The minimum equity requirement was 30%, with A$625 million in financing coming from a syndicate of local and international banks, including WestPac, Australia and New Zealand Banking Corporation (ANZ), National Australia Bank, Macquarie, HSBC, Nomura and Bank of America.

Unlike TPG, Blackstone had planned to source financing from the US, taking advantage of the recent explosion in cheap acquisition debt that has fueled some large North American and European deals. TPG stuck closer to home, keen to avoid the hedging costs at a time when the US dollar-Australian dollar exchange rate is volatile.

At around 4.8x EBITDA, the valuation was more than favorable, especially compared to other recent acquisitions in this space.

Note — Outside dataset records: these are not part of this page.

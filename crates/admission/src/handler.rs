//! The synchronous decide-then-respond path.
//!
//! A request moves through decode, candidate construction, the block check
//! and the ignore check, and always ends with a response. The only deny is a
//! block-rule hit; every internal failure resolves to allow. Recording is a
//! non-blocking queue insert that drops the event when the queue is full.

use std::sync::Arc;
use std::time::{Duration, Instant};

use chrono::{DateTime, Utc};
use kubetrail_core::{event_id, ChangeEvent, Operation, Payload};
use kubetrail_diff::{compute_diff, filtered_snapshot};
use kubetrail_queue::EventQueue;
use kubetrail_rules::{should_block, should_ignore, RuleStore};
use serde_json::Value;
use tracing::{debug, info, warn};

use crate::envelope::{
    decode_review, salvage_identity, AdmissionRequest, AdmissionResponse, AdmissionReview,
    API_VERSION_V1,
};
use crate::provenance::{actor_from_user_info, detect_source_tool, labels_of};

/// Decisions slower than this are logged as warnings.
const LATENCY_BUDGET: Duration = Duration::from_millis(100);

/// How a request left the pipeline.
#[derive(Debug, Clone, Copy, PartialEq, Eq)]
pub enum Outcome {
    /// Matched a block rule; denied and recorded with `allowed=false`.
    Denied,
    /// Matched an ignore rule; allowed, nothing recorded.
    Skipped,
    /// Allowed and recorded.
    Recorded,
    /// Not an operation we track (e.g. CONNECT); allowed, nothing recorded.
    Untracked,
}

/// The allow/deny result for one decoded request.
#[derive(Debug, Clone, PartialEq)]
pub struct Decision {
    pub allowed: bool,
    /// Denial message; `None` for allows.
    pub message: Option<String>,
    pub outcome: Outcome,
    /// The event handed to the queue, if any.
    pub event: Option<ChangeEvent>,
}

impl Decision {
    fn allow(outcome: Outcome, event: Option<ChangeEvent>) -> Self {
        Self {
            allowed: true,
            message: None,
            outcome,
            event,
        }
    }

    fn into_response(self, uid: String) -> AdmissionResponse {
        match self.message {
            Some(message) if !self.allowed => AdmissionResponse::deny(uid, message),
            _ => AdmissionResponse::allow(uid),
        }
    }
}

/// Shared by every request; cheap to clone.
#[derive(Clone)]
pub struct AdmissionHandler {
    rules: Arc<RuleStore>,
    queue: EventQueue,
}

impl AdmissionHandler {
    pub fn new(rules: Arc<RuleStore>, queue: EventQueue) -> Self {
        Self { rules, queue }
    }

    pub fn rules(&self) -> &Arc<RuleStore> {
        &self.rules
    }

    pub fn queue(&self) -> &EventQueue {
        &self.queue
    }

    /// Decode a raw review body and answer it. Never fails.
    pub fn handle(&self, body: &[u8]) -> AdmissionReview {
        let started = Instant::now();

        let (api_version, request) = match decode_review(body) {
            Ok(decoded) => decoded,
            Err(e) => {
                let (api_version, uid) = salvage_identity(body);
                warn!(uid = %uid, error = %e, "failed to decode admission review, allowing");
                return AdmissionReview::respond(
                    &api_version,
                    AdmissionResponse::allow_with_diagnostic(
                        uid,
                        format!("kubetrail: request not evaluated: {e}"),
                    ),
                );
            }
        };

        let uid = request.uid.clone();
        let decision = self.decide(&request);

        let elapsed = started.elapsed();
        if elapsed > LATENCY_BUDGET {
            warn!(
                uid = %uid,
                elapsed_ms = elapsed.as_millis() as u64,
                "admission decision exceeded latency budget"
            );
        } else {
            debug!(uid = %uid, elapsed_us = elapsed.as_micros() as u64, outcome = ?decision.outcome, "admission decided");
        }

        AdmissionReview::respond(&api_version, decision.into_response(uid))
    }

    /// Answer a request whose body could not be read at all (too large,
    /// truncated). Nothing is known about it, so the uid is left empty.
    pub fn handle_unreadable(&self, reason: impl std::fmt::Display) -> AdmissionReview {
        warn!(error = %reason, "failed to read admission request body, allowing");
        AdmissionReview::respond(
            API_VERSION_V1,
            AdmissionResponse::allow_with_diagnostic(
                String::new(),
                format!("kubetrail: request not evaluated: {reason}"),
            ),
        )
    }

    /// Run block and ignore checks for a decoded request and enqueue the
    /// resulting event.
    pub fn decide(&self, request: &AdmissionRequest) -> Decision {
        let Some(operation) = Operation::from_wire(&request.operation) else {
            debug!(
                uid = %request.uid,
                operation = %request.operation,
                "untracked operation, allowing"
            );
            return Decision::allow(Outcome::Untracked, None);
        };

        // One snapshot per decision, so a concurrent reload can't mix rule sets.
        let rules = self.rules.snapshot();
        let mut event = build_candidate(request, operation);

        if let Some(hit) = should_block(&event, rules.block.as_deref()) {
            stamp(&mut event, Utc::now());
            event.allowed = false;
            event.matched_pattern = Some(hit.pattern.clone());
            info!(
                event_id = %event.id,
                user = %event.actor.username,
                namespace = %event.namespace,
                name = %event.name,
                pattern = %hit.pattern,
                dimension = %hit.dimension,
                "denied by block rule"
            );
            self.record(&event);
            return Decision {
                allowed: false,
                message: Some(hit.message),
                outcome: Outcome::Denied,
                event: Some(event),
            };
        }

        if should_ignore(&event, rules.ignore.as_deref()) {
            debug!(
                kind = %event.resource_kind,
                namespace = %event.namespace,
                name = %event.name,
                "ignored by rule"
            );
            return Decision::allow(Outcome::Skipped, None);
        }

        stamp(&mut event, Utc::now());
        event.allowed = true;
        self.record(&event);
        Decision::allow(Outcome::Recorded, Some(event))
    }

    fn record(&self, event: &ChangeEvent) {
        if let Err(e) = self.queue.try_enqueue(event.clone()) {
            warn!(
                event_id = %event.id,
                dropped_total = self.queue.dropped_count(),
                error = %e,
                "change event dropped"
            );
        }
    }
}

/// Assemble the unstamped event: identity, actor, provenance and payload.
fn build_candidate(request: &AdmissionRequest, operation: Operation) -> ChangeEvent {
    let kind = request.kind.kind.as_str();
    let object = request.object.as_ref();
    let old_object = request.old_object.as_ref();

    let payload = match operation {
        Operation::Update => Payload::from_diff(compute_diff(old_object, object, kind)),
        Operation::Delete => old_object
            .filter(|o| !o.is_null())
            .map(|o| Payload::ObjectSnapshot(filtered_snapshot(o, kind)))
            .unwrap_or_default(),
        _ => Payload::None,
    };

    let actor = actor_from_user_info(&request.user_info);
    let labels = labels_of(object.or(old_object));
    let source_tool = detect_source_tool(&actor.username, labels);

    ChangeEvent {
        id: String::new(),
        timestamp: DateTime::<Utc>::default(),
        operation,
        resource_kind: kind.to_string(),
        namespace: request.namespace.clone(),
        name: resolve_name(request),
        actor,
        source_tool,
        payload,
        allowed: true,
        matched_pattern: None,
    }
}

/// Assign the decision timestamp and the ID derived from it.
fn stamp(event: &mut ChangeEvent, now: DateTime<Utc>) {
    event.timestamp = now;
    event.id = event_id(event.operation, &event.resource_kind, &event.name, now);
}

/// Request name, else `metadata.name`, else `metadata.generateName`.
fn resolve_name(request: &AdmissionRequest) -> String {
    if !request.name.is_empty() {
        return request.name.clone();
    }
    let metadata = request
        .object
        .as_ref()
        .or(request.old_object.as_ref())
        .and_then(|o| o.get("metadata"));
    ["name", "generateName"]
        .iter()
        .filter_map(|key| metadata.and_then(|m| m.get(*key)).and_then(Value::as_str))
        .find(|s| !s.is_empty())
        .unwrap_or_default()
        .to_string()
}
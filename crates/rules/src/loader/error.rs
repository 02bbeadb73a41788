//! Error types for rule loading.

/// Errors that can occur while reading or parsing rule documents.
#[derive(Debug, thiserror::Error)]
pub enum RuleError {
    /// Filesystem I/O error.
    #[error("IO error: {0}")]
    Io(#[from] std::io::Error),

    /// JSON parse/deserialization error.
    #[error("JSON parse error: {0}")]
    Json(#[from] serde_json::Error),

    /// YAML parse/deserialization error.
    #[error("YAML parse error: {0}")]
    Yaml(#[from] serde_yaml::Error),
}

/// Result alias for rule operations.
pub type Result<T> = std::result::Result<T, RuleError>;
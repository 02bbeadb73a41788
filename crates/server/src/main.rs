mod api;
mod cli;
mod router;
mod startup;
mod state;

use anyhow::Context;
use clap::Parser;
use tokio::sync::watch;
use tracing::{info, warn};

use crate::cli::Cli;

#[tokio::main]
async fn main() -> anyhow::Result<()> {
    tracing_subscriber::fmt()
        .with_env_filter(
            tracing_subscriber::EnvFilter::try_from_default_env()
                .unwrap_or_else(|_| tracing_subscriber::EnvFilter::new("info")),
        )
        .init();

    kubetrail_core::config::load_dotenv();
    let cli = Cli::parse();
    let mut config = kubetrail_core::Config::from_env();
    cli.apply(&mut config);
    config.validate()?;
    config.log_summary();

    let (shutdown_tx, shutdown_rx) = watch::channel(false);
    let (state, tasks) = startup::build_app_state(&config, shutdown_rx)?;
    let app = router::build_router(state);

    let addr = config.server.bind_addr();
    let listener = tokio::net::TcpListener::bind(&addr)
        .await
        .with_context(|| format!("failed to bind {addr}"))?;
    info!(%addr, "kubetrail listening");

    axum::serve(listener, app)
        .with_graceful_shutdown(shutdown_signal(shutdown_tx))
        .await?;

    for task in tasks {
        if let Err(e) = task.await {
            warn!(error = %e, "background task ended abnormally");
        }
    }
    info!("kubetrail exited cleanly");
    Ok(())
}

/// Resolve on ctrl-c or SIGTERM, then tell background tasks to stop.
async fn shutdown_signal(shutdown: watch::Sender<bool>) {
    let ctrl_c = async {
        if let Err(e) = tokio::signal::ctrl_c().await {
            warn!(error = %e, "failed to listen for ctrl-c");
            std::future::pending::<()>().await;
        }
    };

    #[cfg(unix)]
    let terminate = async {
        match tokio::signal::unix::signal(tokio::signal::unix::SignalKind::terminate()) {
            Ok(mut sig) => {
                sig.recv().await;
            }
            Err(e) => {
                warn!(error = %e, "failed to listen for SIGTERM");
                std::future::pending::<()>().await;
            }
        }
    };

    #[cfg(not(unix))]
    let terminate = std::future::pending::<()>();

    tokio::select! {
        _ = ctrl_c => {},
        _ = terminate => {},
    }

    info!("shutdown signal received; queued events will be abandoned");
    let _ = shutdown.send(true);
}
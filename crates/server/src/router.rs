//! HTTP router construction.

use std::sync::Arc;

use axum::extract::DefaultBodyLimit;
use axum::routing::{get, post};
use axum::Router;

use crate::api;
use crate::state::AppState;

/// An UPDATE review carries both the new and the old object, each of which
/// the API server lets grow to 3 MiB, plus the envelope around them.
/// Anything larger is still answered (allowed, with a warning) by `/validate`.
pub const MAX_REVIEW_BYTES: usize = 16 * 1024 * 1024;

pub fn build_router(state: Arc<AppState>) -> Router {
    build_router_with_limit(state, MAX_REVIEW_BYTES)
}

pub fn build_router_with_limit(state: Arc<AppState>, body_limit: usize) -> Router {
    Router::new()
        .route("/validate", post(api::validate))
        .route("/health", get(api::health))
        .layer(DefaultBodyLimit::max(body_limit))
        .with_state(state)
}
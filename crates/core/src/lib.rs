pub mod config;
pub mod error;
pub mod event;
pub mod patch;

pub use config::Config;
pub use error::*;
pub use event::*;
pub use patch::*;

The most the notable of these is Affinity Equity Partners' purchase of Tegel Foods, New Zealand's number leading poultry firm, for NZ$605 million ($499 million), at around 7.8x EBITDA, in 2010.

Inghams is second only to Tegel in New Zealand and remains the dominant Australian player with a 38% market share. Annual revenues exceed A$2 billion from operations covering chicken and turkey production, piggeries, animal feed and pet food ingredients. It is looking to move into value-added chicken products such as fillets and drumsticks. EBITDA for the current fiscal year is expected to reach A$200 million.

For TPG, it is another private equity "protein play." For example, after completing the acquisition of Tegel, Affinity bought Australia's leading deli meats producer, Primo Smallgoods, in late 2011 and is now pushing both companies into the wider Asian market.